Meta-Learning with Implicit Gradients

Aravind Rajeswaran*, Chelsea Finn*, Sham Kakade, Sergey Levine

University of Washington, Stanford University, UC Berkeley

Paper: http://arxiv.org/abs/1909.04630

Poster: https://homes.cs.washington.edu/~aravraj/assets/research/imaml_poster.pdf

Code: https://github.com/aravindr93/imaml_dev (simplified version largely for conceptual clarity)

To compute the meta-gradient, the MAML algorithm differentiates through the optimization path, as shown in green, while first-order MAML computes the meta-gradient by approximating the derivate at Φ as the derivative at θ (i.e. approximating the Jacobian of Φ with respect to θ as the identity). Our implicit MAML approach derives an analytic expression for the exact meta-gradient without differentiating through the optimization path by estimating local curvature.

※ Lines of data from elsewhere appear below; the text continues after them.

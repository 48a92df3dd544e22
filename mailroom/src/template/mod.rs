//! Just-in-time template compilation and rendering
//!
//! Template sources live under a source directory. The first time a template
//! is needed its source is compiled into an artifact on shared storage; the
//! artifact name carries a fingerprint of the source so an edited template is
//! rebuilt automatically and a stale artifact is never served. Compilation is
//! guarded by the distributed lock `compile:<name>` so that concurrent workers
//! on any number of hosts build each artifact once.
//!
//! Rendering runs on the blocking pool under a hard timeout.

mod builder;
mod cache;
mod renderer;

pub use builder::{CompiledArtifact, MiniJinjaBuilder, TemplateBuilder};
#[cfg(test)]
pub use builder::MockTemplateBuilder;
pub use cache::ArtifactCache;
pub use renderer::{EnvironmentHook, Renderer};

use serde_json::Value;
use sha2::{Digest, Sha256};
use std::path::{Path, PathBuf};
use std::time::Duration;
use thiserror::Error;

use crate::config::TemplateSettings;
use crate::lock::{DistributedLock, LockError};

/// Errors raised while resolving or rendering templates
#[derive(Debug, Error)]
pub enum TemplateError {
    /// No source exists for the template
    #[error("template not found: {name}")]
    NotFound {
        /// Template name
        name: String,
    },

    /// Template name could escape the source directory or is malformed
    #[error("invalid template name '{name}': {reason}")]
    InvalidName {
        /// Template name
        name: String,
        /// What is wrong with it
        reason: &'static str,
    },

    /// The source failed to compile
    #[error("failed to build template '{name}': {message}")]
    BuildFailed {
        /// Template name
        name: String,
        /// Compiler diagnostic
        message: String,
    },

    /// Rendering exceeded its time bound
    #[error("rendering '{name}' exceeded {timeout:?}")]
    RenderTimeout {
        /// Template name
        name: String,
        /// Bound that was exceeded
        timeout: Duration,
    },

    /// Rendering failed (undefined filter, type error, ...)
    #[error("failed to render template '{name}': {message}")]
    RenderFailed {
        /// Template name
        name: String,
        /// Engine diagnostic
        message: String,
    },

    /// An artifact on disk could not be decoded
    #[error("corrupt artifact {path}: {message}")]
    CorruptArtifact {
        /// Artifact path
        path: PathBuf,
        /// Decode error
        message: String,
    },

    /// Lock acquisition or release failed
    #[error(transparent)]
    Lock(#[from] LockError),

    /// Filesystem error
    #[error("I/O error on {path}: {source}")]
    Io {
        /// Path being accessed
        path: PathBuf,
        /// Underlying error
        #[source]
        source: std::io::Error,
    },
}

impl TemplateError {
    /// Whether a later attempt may succeed
    ///
    /// Lock contention, render timeouts and I/O are transient. Missing
    /// templates, compile errors and render errors are not.
    #[must_use]
    pub const fn is_retryable(&self) -> bool {
        matches!(
            self,
            Self::Lock(_) | Self::RenderTimeout { .. } | Self::Io { .. } | Self::CorruptArtifact { .. }
        )
    }

    pub(crate) fn io(path: impl Into<PathBuf>, source: std::io::Error) -> Self {
        Self::Io {
            path: path.into(),
            source,
        }
    }
}

/// A compiled artifact ready to render
#[derive(Debug, Clone, PartialEq, Eq)]
pub struct ArtifactHandle {
    name: String,
    fingerprint: String,
    path: PathBuf,
}

impl ArtifactHandle {
    /// Template name
    #[must_use]
    pub fn name(&self) -> &str {
        &self.name
    }

    /// Source fingerprint the artifact was built from
    #[must_use]
    pub fn fingerprint(&self) -> &str {
        &self.fingerprint
    }

    /// Artifact location
    #[must_use]
    pub fn path(&self) -> &Path {
        &self.path
    }
}

/// Where sources are read from and artifacts written to
#[derive(Debug, Clone)]
pub struct TemplateLayout {
    source_dir: PathBuf,
    artifact_dir: PathBuf,
    extension: String,
}

impl TemplateLayout {
    /// Create a layout
    #[must_use]
    pub fn new(
        source_dir: impl Into<PathBuf>,
        artifact_dir: impl Into<PathBuf>,
        extension: impl Into<String>,
    ) -> Self {
        Self {
            source_dir: source_dir.into(),
            artifact_dir: artifact_dir.into(),
            extension: extension.into(),
        }
    }

    /// Layout described by configuration
    #[must_use]
    pub fn from_settings(settings: &TemplateSettings) -> Self {
        Self::new(
            settings.source_dir.clone(),
            settings.artifact_dir.clone(),
            settings.extension.clone(),
        )
    }

    /// Source file for `name`
    #[must_use]
    pub fn source_path(&self, name: &str) -> PathBuf {
        self.source_dir.join(format!("{name}.{}", self.extension))
    }

    /// Artifact file for `name` built from a source with `fingerprint`
    #[must_use]
    pub fn artifact_path(&self, name: &str, fingerprint: &str) -> PathBuf {
        self.artifact_dir.join(format!("{name}.{fingerprint}.json"))
    }

    /// Names of every template under the source directory
    ///
    /// # Errors
    ///
    /// Returns `TemplateError::Io` if a directory cannot be listed
    pub async fn discover(&self) -> Result<Vec<String>, TemplateError> {
        let suffix = format!(".{}", self.extension);
        let mut names = Vec::new();
        let mut pending = vec![self.source_dir.clone()];

        while let Some(dir) = pending.pop() {
            let mut entries = tokio::fs::read_dir(&dir)
                .await
                .map_err(|e| TemplateError::io(&dir, e))?;

            while let Some(entry) = entries.next_entry().await.map_err(|e| TemplateError::io(&dir, e))? {
                let path = entry.path();
                let file_type = entry.file_type().await.map_err(|e| TemplateError::io(&path, e))?;
                if file_type.is_dir() {
                    pending.push(path);
                    continue;
                }

                let Ok(relative) = path.strip_prefix(&self.source_dir) else {
                    continue;
                };
                let relative = relative.to_string_lossy().replace('\\', "/");
                if let Some(name) = relative.strip_suffix(&suffix) {
                    names.push(name.to_string());
                }
            }
        }

        names.sort();
        Ok(names)
    }
}

/// Reject names that are empty, absolute or contain `.`/`..` segments
///
/// Nested names such as `auth/reset-password` are allowed.
///
/// # Errors
///
/// Returns `TemplateError::InvalidName` describing the first problem found
pub fn validate_name(name: &str) -> Result<(), TemplateError> {
    let invalid = |reason| {
        Err(TemplateError::InvalidName {
            name: name.to_string(),
            reason,
        })
    };

    if name.is_empty() {
        return invalid("name is empty");
    }
    if name.starts_with('/') || name.contains('\\') {
        return invalid("name must be a relative path using '/'");
    }
    for segment in name.split('/') {
        if segment.is_empty() || segment == "." || segment == ".." {
            return invalid("name contains an empty or relative segment");
        }
        if !segment
            .chars()
            .all(|c| c.is_ascii_alphanumeric() || matches!(c, '-' | '_' | '.'))
        {
            return invalid("name may only contain ASCII letters, digits, '-', '_' and '.'");
        }
    }
    Ok(())
}

/// Short content fingerprint of a template source
#[must_use]
pub fn fingerprint(source: &str) -> String {
    let digest = Sha256::digest(source.as_bytes());
    hex::encode(&digest[..8])
}

/// Resolve-then-render facade used by the delivery pipeline
#[derive(Debug)]
pub struct TemplateEngine {
    cache: ArtifactCache,
    renderer: Renderer,
    render_timeout: Duration,
}

impl TemplateEngine {
    /// Assemble an engine from its parts
    #[must_use]
    pub const fn new(cache: ArtifactCache, renderer: Renderer, render_timeout: Duration) -> Self {
        Self {
            cache,
            renderer,
            render_timeout,
        }
    }

    /// Engine using the minijinja builder and configured directories
    #[must_use]
    pub fn from_settings(settings: &TemplateSettings, lock: DistributedLock) -> Self {
        let cache = ArtifactCache::new(
            TemplateLayout::from_settings(settings),
            lock,
            std::sync::Arc::new(MiniJinjaBuilder::new()),
            settings.build_lock_ttl(),
        );
        Self::new(cache, Renderer::new(), settings.render_timeout())
    }

    /// Artifact cache
    #[must_use]
    pub const fn cache(&self) -> &ArtifactCache {
        &self.cache
    }

    /// Resolve and render `name` with the default timeout
    ///
    /// # Errors
    ///
    /// Any [`TemplateError`] from resolution or rendering
    pub async fn render(&self, name: &str, props: &Value) -> Result<String, TemplateError> {
        self.render_with_timeout(name, props, self.render_timeout).await
    }

    /// Resolve and render `name`, bounding the render by `timeout`
    ///
    /// # Errors
    ///
    /// Any [`TemplateError`] from resolution or rendering
    pub async fn render_with_timeout(
        &self,
        name: &str,
        props: &Value,
        timeout: Duration,
    ) -> Result<String, TemplateError> {
        let handle = self.cache.resolve(name).await?;
        self.renderer.render(&handle, props, timeout).await
    }
}

#[cfg(test)]
mod tests {
    use super::*;

    #[test]
    fn test_validate_name() {
        assert!(validate_name("welcome").is_ok());
        assert!(validate_name("auth/reset-password").is_ok());
        assert!(validate_name("receipts/order_v2").is_ok());

        for bad in ["", "/etc/passwd", "../secret", "a//b", "a/./b", "a\\b", "we lcome"] {
            assert!(
                matches!(validate_name(bad), Err(TemplateError::InvalidName { .. })),
                "{bad:?} should be rejected"
            );
        }
    }

    #[test]
    fn test_fingerprint_tracks_content() {
        let a = fingerprint("<p>Hello {{ name }}</p>");
        let b = fingerprint("<p>Hello {{ name }}</p>");
        let c = fingerprint("<p>Hi {{ name }}</p>");
        assert_eq!(a, b);
        assert_ne!(a, c);
        assert_eq!(a.len(), 16);
    }

    #[test]
    fn test_layout_paths() {
        let layout = TemplateLayout::new("/srv/templates", "/srv/dist", "html");
        assert_eq!(layout.source_path("auth/reset"), PathBuf::from("/srv/templates/auth/reset.html"));
        assert_eq!(
            layout.artifact_path("auth/reset", "abcd"),
            PathBuf::from("/srv/dist/auth/reset.abcd.json")
        );
    }

    #[tokio::test]
    async fn test_discover_lists_nested_templates() {
        let dir = tempfile::tempdir().unwrap();
        std::fs::create_dir_all(dir.path().join("auth")).unwrap();
        std::fs::write(dir.path().join("welcome.html"), "hi").unwrap();
        std::fs::write(dir.path().join("auth/reset.html"), "reset").unwrap();
        std::fs::write(dir.path().join("notes.txt"), "skip").unwrap();

        let layout = TemplateLayout::new(dir.path(), dir.path().join("dist"), "html");
        assert_eq!(layout.discover().await.unwrap(), vec!["auth/reset", "welcome"]);
    }

    #[test]
    fn test_retryable_classification() {
        let timeout = TemplateError::RenderTimeout {
            name: "welcome".into(),
            timeout: Duration::from_millis(200),
        };
        let missing = TemplateError::NotFound { name: "welcome".into() };
        let broken = TemplateError::BuildFailed {
            name: "welcome".into(),
            message: "unexpected end of input".into(),
        };
        let lock = TemplateError::Lock(LockError::Timeout {
            key: "lock:compile:welcome".into(),
            waited: Duration::from_secs(5),
        });

        assert!(timeout.is_retryable());
        assert!(lock.is_retryable());
        assert!(!missing.is_retryable());
        assert!(!broken.is_retryable());
    }
}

Abstract: A core capability of intelligent systems is the ability to quickly learn new tasks by drawing on prior experience. Gradient (or optimization) based meta-learning has recently emerged as an effective approach for few-shot learning. In this formulation, meta-parameters are learned in the outer loop, while task-specific models are learned in the inner-loop, by using only a small amount of data from the current task. A key challenge in scaling these approaches is the need to differentiate through the inner loop learning process, which can impose considerable computational and memory burdens. By drawing upon implicit differentiation, we develop the implicit MAML algorithm, which depends only on the solution to the inner level optimization and not the path taken by the inner loop optimizer. This effectively decouples the meta-gradient computation from the choice of inner loop optimizer. As a result, our approach is agnostic to the choice of inner loop optimizer and can gracefully handle many gradient steps without vanishing gradients or memory constraints. Theoretically, we prove that up to small constant factors, our method has a memory footprint no more than that which is required to compute a single inner loop gradient and at no overall increase in the total computational cost. Experimentally, we show that these benefits of implicit MAML translate into empirical gains on few-shot image recognition benchmarks.